Ein Hexapod gibt der Anwendung die Freiheit, in sechs Achsen mit höchster Präzision zu positionieren.
(Bild: Physik Instrumente)

Ob filigrane Lichtwellenleiter in der Siliziumphotonik zu handeln sind, Messgeräte nanometergenau zu positionieren oder vielleicht auch nur kleine Ungenauigkeiten beim Laserschweißen auszugleichen sind: Mit der Miniaturisierung der Komponenten und immer smarteren Technologien gehen in Fertigung und Qualitätssicherung auch ehrgeizige Anforderungen an die Präzision einher.

Nicht nur, weil selbst minimale Abweichungen in einer Produktionslinie ihre Wirkung wie in einer Dominokette entfalten. Viele Automatisierungs-Anwendungen werden überhaupt erst möglich durch ein Höchstmaß an Präzision: das exakte Ausrichten und Anbringen von Kameralinsen bei der Produktion von Smartphones beispielsweise, Prüfprozesse in der Chipherstellung, asphärische Formgenauigkeiten in der Optik messen oder beim Photonics Packaging, um noch ein paar Beispiele zu nennen.

Wo immer Werkzeuge im automatisierten Zusammenspiel messen, prüfen, montieren oder bearbeiten, sind von der Industrie außerdem zunehmend mehrachsige Positioniersysteme gefragt. Wie die Hexapoden von Physik Instrumente (PI), deren exakter Bewegungsablauf die Präzision auf die jeweilige Applikation überträgt. Das Karlsruher Unternehmen hat sich mit einer Palette an mehrachsigen Systemen für Positionieraufgaben spezialisiert. Bei Hexapoden handelt es sich um Robotik-Systeme zum Bewegen und Positionieren, Justieren und Verschieben von Lasten in sechs Achsen im Raum. Sie können Werkzeuge, Werkstücke oder auch komplexe Bauteile mit Gewichten von wenigen Gramm bis zu mehreren Tonnen bewegen – und in belie­biger Richtung im Prinzip genauer positionieren als klassische Indu­strieroboter.

Hexapoden positionieren mit maximaler Freiheit

Funktionsschema: Parallelkinematischer Hexapod im Vergleich mit seriell gestapelten Achsen.
Funktionsschema: Parallelkinematischer Hexapod im Vergleich mit seriell gestapelten Achsen.
(Bild: Physik Instrumente)

Der robuste und dabei gleichzeitig so flexible Bewegungsablauf in drei linearen und drei rotatorischen Achsen entsteht durch die parallelkinematische Konstruktion der Hexapoden.

Die Systeme von PI basieren übrigens auf piezoelektrischen oder elektromechanischen Antrieben. Kombiniert liefern die Antriebe die sechs Freiheitsgrade, mit denen die Biomechanik etwa im Sport das komplexe Bewegungsprofil eines Saltos skizziert. Alleine mit linearen Achsen wäre Inline-Skating möglich, nur mit rotatorischen die Pirouette, um im Bild zu bleiben. Und erst im Zusammenspiel entwickelt sich die Dynamik, in der sich Hexapoden so stabil und gleichzeitig so präzise bewegen.
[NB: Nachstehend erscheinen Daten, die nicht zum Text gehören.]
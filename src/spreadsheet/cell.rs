use crate::error::SheetSyncError;
use crate::spreadsheet::reference::index_to_reference;
use chrono::NaiveDate;
use chrono::NaiveDateTime;
use chrono::TimeDelta;
use std::fmt::Display;

/// A decoded cell value as handed to the rest of the pipeline.
#[derive(Clone, Debug, Default, PartialEq)]
pub enum CellValue {
    Text(String),
    Number(f64),
    #[default]
    Empty,
}

impl CellValue {
    /// True for `Empty` and for text with no characters.
    pub fn is_empty(&self) -> bool {
        match self {
            CellValue::Text(text) => text.is_empty(),
            CellValue::Number(_) => false,
            CellValue::Empty => true,
        }
    }
}

impl Display for CellValue {
    /// Numbers use the shortest round-trip form, so `120.0` renders as `120`.
    fn fmt(&self, f: &mut std::fmt::Formatter<'_>) -> std::fmt::Result {
        match self {
            CellValue::Text(text) => f.write_str(text),
            CellValue::Number(number) => write!(f, "{}", number),
            CellValue::Empty => Ok(()),
        }
    }
}

/// Storage kinds of a cell as recorded in the workbook.
#[derive(Copy, Clone, Debug, Default, PartialEq)]
pub(crate) enum CellType {
    #[default]
    Empty,
    Boolean,
    Number,
    /// Date/time values stored as numbers from 1900 epoch
    NumberDateTime1900,
    NumberDate1900,
    NumberTime1900,
    /// Date/time values stored as numbers from 1904 epoch
    NumberDateTime1904,
    NumberDate1904,
    NumberTime1904,
    /// ISO 8601 date/time strings (`t="d"` cells)
    IsoDateTime,
    String,
    Error,
}

impl CellType {
    /// Maps the built-in number format ids that denote dates or times.
    pub(crate) fn parse_builtin_number_format_id(id: &str, is_1904: bool) -> Option<Self> {
        match id {
            "22" => Some(if is_1904 { Self::NumberDateTime1904 } else { Self::NumberDateTime1900 }),
            "14" | "15" | "16" | "17" => Some(if is_1904 { Self::NumberDate1904 } else { Self::NumberDate1900 }),
            "18" | "19" | "20" | "21" | "45" | "46" | "47" => Some(if is_1904 { Self::NumberTime1904 } else { Self::NumberTime1900 }),
            _ => None,
        }
    }

    /// Classifies a custom format code by the date and time tokens outside
    /// quoted literals, escapes and bracketed sections.
    pub(crate) fn parse_custom_number_format(format: &str, is_1904: bool) -> Self {
        let mut is_escaped = false;
        let mut is_literal = false;
        let mut is_bracket = false;
        let mut is_date = false;
        let mut is_time = false;
        for character in format.chars() {
            match character {
                _ if is_escaped => is_escaped = false,
                '_' | '\\' => is_escaped = true,

                '"' if is_literal => is_literal = false,
                '"' if !is_bracket => is_literal = true,

                ']' if is_bracket => is_bracket = false,
                '[' if !is_literal => is_bracket = true,
                _ if is_literal || is_bracket => (),

                'Y' | 'y' | 'D' | 'd' => is_date = true,
                'H' | 'h' | 'S' | 's' => is_time = true,
                _ => (),
            }
        }

        match (is_date, is_time, is_1904) {
            (true, true, false) => Self::NumberDateTime1900,
            (true, true, true) => Self::NumberDateTime1904,
            (true, false, false) => Self::NumberDate1900,
            (true, false, true) => Self::NumberDate1904,
            (false, true, false) => Self::NumberTime1900,
            (false, true, true) => Self::NumberTime1904,
            (false, false, _) => Self::Number,
        }
    }
}

/// Converts Excel error codes to their literal form.
pub(crate) fn to_error_value(value: u8) -> &'static str {
    match value {
        0x00 => "#NULL!",
        0x07 => "#DIV/0!",
        0x0F => "#VALUE!",
        0x17 => "#REF!",
        0x1D => "#NAME?",
        0x24 => "#NUM!",
        0x2A => "#N/A",
        0x2B => "#GETTING_DATA",
        _ => "#ERROR!",
    }
}

/// A single raw cell in a sheet, zero-based position.
#[derive(Clone, Debug)]
pub(crate) struct Cell {
    pub(crate) row: usize,
    pub(crate) col: usize,
    pub(crate) kind: CellType,
    /// Stored text; numbers as decimal, booleans as `1`/`0`
    pub(crate) value: String,
}

impl Cell {
    pub(crate) fn reference(&self) -> String {
        index_to_reference(self.row, self.col)
    }

    /// Interprets the raw text according to the cell kind.
    pub(crate) fn to_value(&self) -> Result<CellValue, SheetSyncError> {
        let value = match self.kind {
            CellType::Empty => CellValue::Empty,
            CellType::Boolean => {
                let flag = self.value == "1" || self.value.eq_ignore_ascii_case("true");
                CellValue::Text(flag.to_string())
            }
            CellType::Number => CellValue::Number(self.to_double()?),
            CellType::NumberDate1900 => CellValue::Text(self.to_datetime(false)?.format("%Y-%m-%d").to_string()),
            CellType::NumberDate1904 => CellValue::Text(self.to_datetime(true)?.format("%Y-%m-%d").to_string()),
            CellType::NumberTime1900 | CellType::NumberTime1904 => {
                CellValue::Text(self.to_datetime(false)?.format("%H:%M:%S").to_string())
            }
            CellType::NumberDateTime1900 => CellValue::Text(self.to_datetime(false)?.format("%Y-%m-%d %H:%M:%S").to_string()),
            CellType::NumberDateTime1904 => CellValue::Text(self.to_datetime(true)?.format("%Y-%m-%d %H:%M:%S").to_string()),
            CellType::IsoDateTime => CellValue::Text(self.value.replace('T', " ")),
            CellType::String | CellType::Error => CellValue::Text(self.value.to_owned()),
        };
        Ok(value)
    }

    fn to_double(&self) -> Result<f64, SheetSyncError> {
        self.value.trim().parse::<f64>().map_err(|_| {
            SheetSyncError::WithContextError(format!("{}: invalid number '{}'", self.reference(), self.value))
        })
    }

    /// Converts a serial day number to a timestamp, rounded to the second.
    /// Serials below 60 are shifted by a day to undo the phantom 1900-02-29.
    fn to_datetime(&self, is_1904: bool) -> Result<NaiveDateTime, SheetSyncError> {
        let serial = self.to_double()?;
        let offset_days = if is_1904 {
            1462
        } else if serial < 60.0 {
            1
        } else {
            0
        };
        NaiveDate::from_ymd_opt(1899, 12, 30)
            .and_then(|epoch| epoch.and_hms_opt(0, 0, 0))
            .zip(TimeDelta::try_seconds((serial * 86_400.0).round() as i64))
            .zip(TimeDelta::try_days(offset_days))
            .and_then(|((epoch, seconds), days)| epoch.checked_add_signed(seconds)?.checked_add_signed(days))
            .ok_or_else(|| {
                SheetSyncError::WithContextError(format!("{}: invalid date serial '{}'", self.reference(), self.value))
            })
    }
}

#[cfg(test)]
mod tests {
    use super::*;

    fn cell(kind: CellType, value: &str) -> Cell {
        Cell { row: 1, col: 2, kind, value: value.to_owned() }
    }

    #[test]
    fn numbers_render_without_trailing_zero() {
        assert_eq!(cell(CellType::Number, "120").to_value().unwrap(), CellValue::Number(120.0));
        assert_eq!(CellValue::Number(120.0).to_string(), "120");
        assert_eq!(CellValue::Number(2.5).to_string(), "2.5");
    }

    #[test]
    fn dates_render_as_iso_text() {
        let value = cell(CellType::NumberDate1900, "45000").to_value().unwrap();
        assert_eq!(value, CellValue::Text("2023-03-15".to_owned()));

        let value = cell(CellType::NumberDateTime1900, "45000.5").to_value().unwrap();
        assert_eq!(value, CellValue::Text("2023-03-15 12:00:00".to_owned()));

        let value = cell(CellType::NumberTime1900, "0.75").to_value().unwrap();
        assert_eq!(value, CellValue::Text("18:00:00".to_owned()));

        let value = cell(CellType::NumberDate1904, "0").to_value().unwrap();
        assert_eq!(value, CellValue::Text("1904-01-01".to_owned()));

        let value = cell(CellType::NumberDate1900, "1").to_value().unwrap();
        assert_eq!(value, CellValue::Text("1900-01-01".to_owned()));
    }

    #[test]
    fn booleans_errors_and_strings_become_text() {
        assert_eq!(cell(CellType::Boolean, "1").to_value().unwrap(), CellValue::Text("true".to_owned()));
        assert_eq!(cell(CellType::Boolean, "0").to_value().unwrap(), CellValue::Text("false".to_owned()));
        assert_eq!(cell(CellType::Error, "#N/A").to_value().unwrap(), CellValue::Text("#N/A".to_owned()));
        assert_eq!(cell(CellType::IsoDateTime, "2024-01-02T03:04:05").to_value().unwrap(), CellValue::Text("2024-01-02 03:04:05".to_owned()));
    }

    #[test]
    fn invalid_number_names_the_cell() {
        let error = cell(CellType::Number, "abc").to_value().unwrap_err();
        assert_eq!(error.to_string(), "C2: invalid number 'abc'");
    }

    #[test]
    fn classifies_custom_formats() {
        assert_eq!(CellType::parse_custom_number_format("yyyy-mm-dd", false), CellType::NumberDate1900);
        assert_eq!(CellType::parse_custom_number_format("hh:mm", true), CellType::NumberTime1904);
        assert_eq!(CellType::parse_custom_number_format("d/m/yy h:mm", false), CellType::NumberDateTime1900);
        assert_eq!(CellType::parse_custom_number_format("[Red]#,##0.00", false), CellType::Number);
        assert_eq!(CellType::parse_custom_number_format("0.0\"days\"", false), CellType::Number);
    }

    #[test]
    fn empty_values() {
        assert!(CellValue::Empty.is_empty());
        assert!(CellValue::Text(String::new()).is_empty());
        assert!(!CellValue::Number(0.0).is_empty());
    }
}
Eine wesentliche Eigenschaft des parallelkinematisch aufgebauten Hexapods ist der frei definierbare Rotations- oder Pivotpunkt
Eine wesentliche Eigenschaft des parallelkinematisch aufgebauten Hexapods ist der frei definierbare Rotations- oder Pivotpunkt
(Bild: Physik Instrumente)

Mathematisch betrachtet organisieren die sechs Achsen ihren Bezug zueinander in Koordinatensystemen samt Pivotpunkt, um den sich die Werkstück- oder Werkzeugposition drehen, verschieben und skalieren lässt – je nach Applikationsgeometrie. Beim Hexapoden wirken die sechs Antriebe gemeinsam auf eine einzige von ihnen bewegte Plattform, was für allerlei Vorteile sorgt. Anders als serielle Systeme der klassischen Robotik, in denen die einzelnen Achsen mechanisch hintereinander geschaltet sind, was Führungsfehler addiert.

Deshalb positionieren die sechsbeinigen Roboter häufig präziser als die seriell aufgebauten. Das macht die Hexapoden für den Maschinenbauer auch zu jenem Element, das die Präzision in die Bewegung der Anwendung bringen kann. Und zwar innerhalb eines überschaubaren Arbeitsraums. Der ergibt sich aus den möglichen Kombinationen von Translation und Rotation, die ein Hexapod-Roboter von der jeweils aktuellen Position aus anfahren kann.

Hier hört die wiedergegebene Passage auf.